Smoked Whiskey Wings
4 to 6 servings

4 cups water
¼ cup bourbon or mild American whiskey
4 lbs. chicken wings, drumettes and flats separated
2 tsp. cayenne pepper
2 tsp. chili powder
2 tsp. freshly ground black pepper
2 tsp. garlic powder
2 tsp. kosher salt
2 tsp. onion powder
2 tsp. paprika
2 tsp. sugar

• In very large bowl, stir together the water and whiskey. Add the wings, cover the bowl with plastic and refrigerate 8 hours or overnight.
• Remove the wings from the marinade and pat dry with paper towels. Discard the marinade.
• In a small bowl, make a dry rub by combining the remaining ingredients. Liberally coat the wings in the dry rub.

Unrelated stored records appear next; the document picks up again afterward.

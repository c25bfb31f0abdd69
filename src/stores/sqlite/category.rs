//! Implements a SQLite backed category store.

use std::sync::{Arc, Mutex};

use chrono::Utc;
use rusqlite::{Connection, Row, params_from_iter, types::Value};

use crate::{
    Error,
    db::{CreateTable, MapRow},
    models::{Category, CategoryName, DatabaseID, TransactionType, UserID},
    stores::{CategoryPatch, CategoryStore, NewCategory},
};

/// Creates and retrieves transaction categories to/from a SQLite database.
#[derive(Debug, Clone)]
pub struct SQLiteCategoryStore {
    connection: Arc<Mutex<Connection>>,
}

impl SQLiteCategoryStore {
    /// Create a new category store with a SQLite database.
    pub fn new(connection: Arc<Mutex<Connection>>) -> Self {
        Self { connection }
    }

    /// Fetch a category by id alone, regardless of owner.
    fn get_any(connection: &Connection, category_id: DatabaseID) -> Result<Category, Error> {
        connection
            .prepare(
                "SELECT id, name, type, icon, color, is_system, user_id, sort_order, created_at
                 FROM category WHERE id = :id",
            )?
            .query_row(&[(":id", &category_id)], Self::map_row)
            .map_err(|error| match error {
                rusqlite::Error::QueryReturnedNoRows => Error::NotFound,
                error => error.into(),
            })
    }

    /// Fetch a category that `user_id` owns and may modify.
    ///
    /// Absent and foreign categories are indistinguishable to the caller;
    /// system categories are reported as immutable rather than missing
    /// because they are visible to everyone.
    fn get_owned(
        connection: &Connection,
        user_id: UserID,
        category_id: DatabaseID,
    ) -> Result<Category, Error> {
        let category = Self::get_any(connection, category_id)?;

        if category.is_system {
            return Err(Error::SystemCategoryImmutable);
        }

        if category.user_id != Some(user_id) {
            return Err(Error::NotFound);
        }

        Ok(category)
    }
}

impl CategoryStore for SQLiteCategoryStore {
    /// Retrieve the categories visible to `user_id` in display order.
    ///
    /// # Errors
    /// This function will return an error if there is an SQL error.
    fn list(
        &self,
        user_id: UserID,
        type_filter: Option<TransactionType>,
    ) -> Result<Vec<Category>, Error> {
        let connection = self.connection.lock().unwrap();

        let mut query_string_parts = vec![
            "SELECT id, name, type, icon, color, is_system, user_id, sort_order, created_at
             FROM category WHERE (is_system = 1 OR user_id = ?1)"
                .to_string(),
        ];
        let mut query_parameters = vec![Value::Integer(user_id.as_i64())];

        if let Some(type_filter) = type_filter {
            query_string_parts.push(format!("AND type = ?{}", query_parameters.len() + 1));
            query_parameters.push(Value::Text(type_filter.as_str().to_string()));
        }

        query_string_parts
            .push("ORDER BY is_system DESC, sort_order ASC, created_at ASC, id ASC".to_string());

        let result = connection
            .prepare(&query_string_parts.join(" "))?
            .query_map(params_from_iter(query_parameters.iter()), Self::map_row)?
            .map(|maybe_category| maybe_category.map_err(|error| error.into()))
            .collect();
        result
    }

    /// Create a user category at the end of its type partition.
    ///
    /// # Errors
    /// This function will return an error if there is an SQL error.
    fn create(&mut self, new_category: NewCategory) -> Result<Category, Error> {
        let connection = self.connection.lock().unwrap();

        // System categories take part in the maximum so a fresh custom
        // category always lands after the built-ins.
        let max_sort_order: Option<i64> = connection.query_row(
            "SELECT MAX(sort_order) FROM category
             WHERE type = ?1 AND (is_system = 1 OR user_id = ?2)",
            (new_category.r#type, new_category.user_id.as_i64()),
            |row| row.get(0),
        )?;
        let sort_order = max_sort_order.map_or(0, |max| max + 1);

        let category = connection
            .prepare(
                "INSERT INTO category
                    (name, type, icon, color, is_system, user_id, sort_order, created_at)
                 VALUES (?1, ?2, ?3, ?4, 0, ?5, ?6, ?7)
                 RETURNING id, name, type, icon, color, is_system, user_id, sort_order, created_at",
            )?
            .query_row(
                (
                    new_category.name.as_ref(),
                    new_category.r#type,
                    &new_category.icon,
                    &new_category.color,
                    new_category.user_id.as_i64(),
                    sort_order,
                    Utc::now(),
                ),
                Self::map_row,
            )?;

        Ok(category)
    }

    fn update(
        &mut self,
        user_id: UserID,
        category_id: DatabaseID,
        patch: CategoryPatch,
    ) -> Result<Category, Error> {
        let connection = self.connection.lock().unwrap();

        let mut category = Self::get_owned(&connection, user_id, category_id)?;

        if let Some(name) = patch.name {
            category.name = name;
        }

        if let Some(icon) = patch.icon {
            category.icon = Some(icon);
        }

        if let Some(color) = patch.color {
            category.color = Some(color);
        }

        connection.execute(
            "UPDATE category SET name = ?1, icon = ?2, color = ?3 WHERE id = ?4",
            (
                category.name.as_ref(),
                &category.icon,
                &category.color,
                category.id,
            ),
        )?;

        Ok(category)
    }

    fn delete(&mut self, user_id: UserID, category_id: DatabaseID) -> Result<(), Error> {
        let connection = self.connection.lock().unwrap();

        let category = Self::get_owned(&connection, user_id, category_id)?;

        connection
            .execute("DELETE FROM category WHERE id = ?1", (category.id,))
            .map_err(|error| match error {
                // Code 787 occurs when a FOREIGN KEY constraint failed:
                // transactions still reference this category.
                rusqlite::Error::SqliteFailure(sql_error, Some(_))
                    if sql_error.extended_code == 787 =>
                {
                    Error::CategoryInUse
                }
                error => error.into(),
            })?;

        Ok(())
    }

    /// Reassign sort orders from an ordered id list, all or nothing.
    ///
    /// The visibility check and every row update run inside a single SQL
    /// transaction; a failure part-way leaves the previous ordering intact.
    ///
    /// # Errors
    /// This function will return [Error::ReorderDenied] if any id does not
    /// exist or is not visible to `user_id`, or [Error::SqlError] if there is
    /// some other SQL error.
    fn reorder(&mut self, user_id: UserID, ordered_ids: &[DatabaseID]) -> Result<(), Error> {
        if ordered_ids.is_empty() {
            return Ok(());
        }

        let connection = self.connection.lock().unwrap();
        let transaction = connection.unchecked_transaction()?;

        let placeholders = vec!["?"; ordered_ids.len()].join(", ");
        let count_query = format!(
            "SELECT COUNT(id) FROM category
             WHERE id IN ({placeholders}) AND (is_system = 1 OR user_id = ?)"
        );

        let mut query_parameters: Vec<Value> = ordered_ids
            .iter()
            .map(|&id| Value::Integer(id))
            .collect();
        query_parameters.push(Value::Integer(user_id.as_i64()));

        let visible_count: i64 = transaction.query_row(
            &count_query,
            params_from_iter(query_parameters.iter()),
            |row| row.get(0),
        )?;

        // Duplicated ids in the input also fail this check, since each
        // category row is counted once.
        if visible_count != ordered_ids.len() as i64 {
            return Err(Error::ReorderDenied);
        }

        let mut statement =
            transaction.prepare("UPDATE category SET sort_order = ?1 WHERE id = ?2")?;

        for (index, id) in ordered_ids.iter().enumerate() {
            statement.execute((index as i64 + 1, id))?;
        }

        drop(statement);
        transaction.commit()?;

        Ok(())
    }

    fn exists(&self, category_id: DatabaseID) -> Result<bool, Error> {
        self.connection
            .lock()
            .unwrap()
            .query_row(
                "SELECT EXISTS (SELECT 1 FROM category WHERE id = ?1)",
                (category_id,),
                |row| row.get(0),
            )
            .map_err(|error| error.into())
    }
}

impl CreateTable for SQLiteCategoryStore {
    fn create_table(connection: &Connection) -> Result<(), rusqlite::Error> {
        connection.execute(
            "CREATE TABLE IF NOT EXISTS category (
                id INTEGER PRIMARY KEY,
                name TEXT NOT NULL,
                type TEXT NOT NULL CHECK (type IN ('income', 'expense')),
                icon TEXT,
                color TEXT,
                is_system INTEGER NOT NULL DEFAULT 0,
                user_id INTEGER,
                sort_order INTEGER NOT NULL DEFAULT 0,
                created_at TEXT NOT NULL,
                FOREIGN KEY(user_id) REFERENCES user(id) ON UPDATE CASCADE ON DELETE CASCADE
            )",
            (),
        )?;

        Ok(())
    }
}

impl MapRow for SQLiteCategoryStore {
    type ReturnType = Category;

    fn map_row_with_offset(row: &Row, offset: usize) -> Result<Self::ReturnType, rusqlite::Error> {
        let raw_name: String = row.get(offset + 1)?;
        let raw_user_id: Option<i64> = row.get(offset + 6)?;

        Ok(Category {
            id: row.get(offset)?,
            name: CategoryName::new_unchecked(&raw_name),
            r#type: row.get(offset + 2)?,
            icon: row.get(offset + 3)?,
            color: row.get(offset + 4)?,
            is_system: row.get(offset + 5)?,
            user_id: raw_user_id.map(UserID::new),
            sort_order: row.get(offset + 7)?,
            created_at: row.get(offset + 8)?,
        })
    }
}
//! Conversions between decimal amounts and the integer cents stored in the
//! database.
//!
//! Persisting cents keeps SQL aggregation in exact integer arithmetic, so
//! repeated sums of small amounts can never accumulate binary floating-point
//! error.

use rust_decimal::{Decimal, RoundingStrategy, prelude::ToPrimitive};

use crate::Error;

/// Convert an amount to whole cents, rounding half away from zero to two
/// decimal places.
///
/// # Errors
/// Returns [Error::InvalidAmount] if the amount rounds to zero or less, or is
/// too large to represent as cents.
pub fn to_cents(amount: Decimal) -> Result<i64, Error> {
    let cents = amount
        .round_dp_with_strategy(2, RoundingStrategy::MidpointAwayFromZero)
        .checked_mul(Decimal::ONE_HUNDRED)
        .and_then(|cents| cents.to_i64())
        .ok_or(Error::InvalidAmount)?;

    if cents <= 0 {
        return Err(Error::InvalidAmount);
    }

    Ok(cents)
}

/// Convert whole cents back to a two-fraction-digit decimal amount.
pub fn from_cents(cents: i64) -> Decimal {
    Decimal::new(cents, 2)
}

#[cfg(test)]
mod money_tests {
    use rust_decimal::Decimal;

    use crate::Error;

    use super::{from_cents, to_cents};

    #[test]
    fn converts_exact_two_digit_amounts() {
        assert_eq!(to_cents(Decimal::new(1050, 2)), Ok(1050));
        assert_eq!(to_cents(Decimal::new(1, 2)), Ok(1));
    }

    #[test]
    fn rounds_excess_precision_half_away_from_zero() {
        // 1.005 -> 1.01
        assert_eq!(to_cents(Decimal::new(1005, 3)), Ok(101));
        // 1.004 -> 1.00
        assert_eq!(to_cents(Decimal::new(1004, 3)), Ok(100));
    }

    #[test]
    fn rejects_zero_and_negative_amounts() {
        assert_eq!(to_cents(Decimal::ZERO), Err(Error::InvalidAmount));
        assert_eq!(to_cents(Decimal::new(-1050, 2)), Err(Error::InvalidAmount));
    }

    #[test]
    fn rejects_amounts_that_round_to_zero() {
        // 0.001 is positive but rounds to zero cents.
        assert_eq!(to_cents(Decimal::new(1, 3)), Err(Error::InvalidAmount));
    }

    #[test]
    fn round_trips_cents() {
        let amount = from_cents(4950);

        assert_eq!(amount, Decimal::new(4950, 2));
        assert_eq!(to_cents(amount), Ok(4950));
    }
}
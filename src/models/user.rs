//! This file defines a user of the application and its supporting types.

use std::fmt::Display;

use chrono::{DateTime, Utc};
use serde::{Deserialize, Serialize};

/// A newtype wrapper for integer user IDs.
///
/// This helps disambiguate user IDs from other types of IDs, leading to better
/// compile time errors, and more flexible generics that can have distinct
/// implementations for multiple ID types.
#[derive(Clone, Copy, Debug, PartialEq, Eq, Hash, Serialize, Deserialize)]
pub struct UserID(i64);

impl UserID {
    /// Create a user ID from a raw integer.
    pub fn new(id: i64) -> Self {
        Self(id)
    }

    /// The underlying integer, e.g. for use in SQL query parameters.
    pub fn as_i64(&self) -> i64 {
        self.0
    }
}

impl Display for UserID {
    fn fmt(&self, f: &mut std::fmt::Formatter<'_>) -> std::fmt::Result {
        self.0.fmt(f)
    }
}

/// A registered user of the application.
///
/// The password hash is never serialized, so a `User` can be embedded directly
/// in API responses.
#[derive(Clone, Debug, PartialEq, Serialize)]
#[serde(rename_all = "camelCase")]
pub struct User {
    /// The ID of the user.
    pub id: UserID,
    /// The unique name the user signs in with.
    pub username: String,
    /// An optional display name. Falls back to the username at registration.
    pub nickname: Option<String>,
    /// An optional URL to the user's avatar image.
    pub avatar: Option<String>,
    /// The bcrypt hash of the user's password.
    #[serde(skip_serializing)]
    pub password_hash: String,
    /// When the account was created.
    pub created_at: DateTime<Utc>,
}
//! Middleware for logging requests and responses.

use axum::{extract::Request, http::header::CONTENT_TYPE, middleware::Next, response::Response};

/// The maximum number of body bytes logged at the `info` level.
pub const LOG_BODY_LENGTH_LIMIT: usize = 64;

/// Log the request and response for each request.
///
/// Both the request and response are logged at the `info` level. If a body is
/// longer than [LOG_BODY_LENGTH_LIMIT] bytes, it is truncated and logged in
/// full at the `debug` level. Password fields in JSON request bodies are
/// redacted before logging.
pub async fn logging_middleware(request: Request, next: Next) -> Response {
    let (parts, body_text) = extract_parts_and_body_text_from_request(request).await;

    let is_json = parts
        .headers
        .get(CONTENT_TYPE)
        .and_then(|value| value.to_str().ok())
        .is_some_and(|value| value.starts_with("application/json"));

    if is_json {
        log_request(&parts, &redact_password(&body_text));
    } else {
        log_request(&parts, &body_text);
    }

    let request = Request::from_parts(parts, body_text.into());
    let response = next.run(request).await;

    let (parts, body_text) = extract_parts_and_body_text_from_response(response).await;
    log_response(&parts, &body_text);

    Response::from_parts(parts, body_text.into())
}

/// Replace the value of any `password` field in a JSON object with stars.
///
/// Falls back to the original text when the body is not a JSON object, since
/// there is nothing to redact in that case.
fn redact_password(body_text: &str) -> String {
    let Ok(mut body) = serde_json::from_str::<serde_json::Value>(body_text) else {
        return body_text.to_string();
    };

    if let Some(object) = body.as_object_mut() {
        if let Some(password) = object.get_mut("password") {
            *password = serde_json::Value::String("********".to_string());
        }
    }

    body.to_string()
}

async fn extract_parts_and_body_text_from_request(
    request: Request,
) -> (axum::http::request::Parts, String) {
    let (parts, body) = request.into_parts();
    let body_bytes = axum::body::to_bytes(body, usize::MAX)
        .await
        .unwrap_or_default();

    (parts, String::from_utf8_lossy(&body_bytes).to_string())
}

async fn extract_parts_and_body_text_from_response(
    response: Response,
) -> (axum::http::response::Parts, String) {
    let (parts, body) = response.into_parts();
    let body_bytes = axum::body::to_bytes(body, usize::MAX)
        .await
        .unwrap_or_default();

    (parts, String::from_utf8_lossy(&body_bytes).to_string())
}

fn log_request(parts: &axum::http::request::Parts, body: &str) {
    if body.len() > LOG_BODY_LENGTH_LIMIT {
        tracing::info!(
            "Received request: {} {}\nbody: {}...",
            parts.method,
            parts.uri,
            &body[..LOG_BODY_LENGTH_LIMIT]
        );
        tracing::debug!("Full request body: {body:?}");
    } else {
        tracing::info!(
            "Received request: {} {}\nbody: {body:?}",
            parts.method,
            parts.uri
        );
    }
}

fn log_response(parts: &axum::http::response::Parts, body: &str) {
    if body.len() > LOG_BODY_LENGTH_LIMIT {
        tracing::info!(
            "Sending response: {}\nbody: {}...",
            parts.status,
            &body[..LOG_BODY_LENGTH_LIMIT]
        );
        tracing::debug!("Full response body: {body:?}");
    } else {
        tracing::info!("Sending response: {}\nbody: {body:?}", parts.status);
    }
}
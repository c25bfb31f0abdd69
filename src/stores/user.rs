//! Defines the user store trait and its parameter types.

use crate::{
    Error,
    models::{User, UserID},
};

/// The data needed to register a user. The password must already be hashed.
#[derive(Clone, Debug)]
pub struct NewUser {
    /// The unique sign-in name.
    pub username: String,
    /// The bcrypt hash of the user's password.
    pub password_hash: String,
    /// An optional display name.
    pub nickname: Option<String>,
}

/// The mutable profile fields of a user. `None` leaves a field unchanged.
#[derive(Clone, Debug, Default)]
pub struct ProfilePatch {
    /// A replacement display name.
    pub nickname: Option<String>,
    /// A replacement avatar URL.
    pub avatar: Option<String>,
}

/// Handles the creation and retrieval of users.
pub trait UserStore {
    /// Create a new user.
    ///
    /// # Errors
    /// Returns [Error::DuplicateUsername] if the username is taken.
    fn create(&mut self, new_user: NewUser) -> Result<User, Error>;

    /// Retrieve a user by id.
    ///
    /// # Errors
    /// Returns [Error::NotFound] if no user has the given id.
    fn get_by_id(&self, id: UserID) -> Result<User, Error>;

    /// Retrieve a user by username.
    ///
    /// # Errors
    /// Returns [Error::NotFound] if no user has the given username.
    fn get_by_username(&self, username: &str) -> Result<User, Error>;

    /// Update the profile fields of a user.
    ///
    /// # Errors
    /// Returns [Error::NotFound] if no user has the given id.
    fn update_profile(&mut self, id: UserID, patch: ProfilePatch) -> Result<User, Error>;
}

• Prepare a charcoal grill or smoker for medium-low indirect heat, around 300 degrees. When the coals are gray, add 1 cup hickory or apple wood chips. Place the wings over indirect heat, arranging the larger pieces closest to the fire. Cover the grill and smoke 40 minutes. Add another 1 cup wood chips, cover and smoke another 40 minutes, adding fresh charcoal as needed.
• Remove the wings and cover with foil until ready to serve.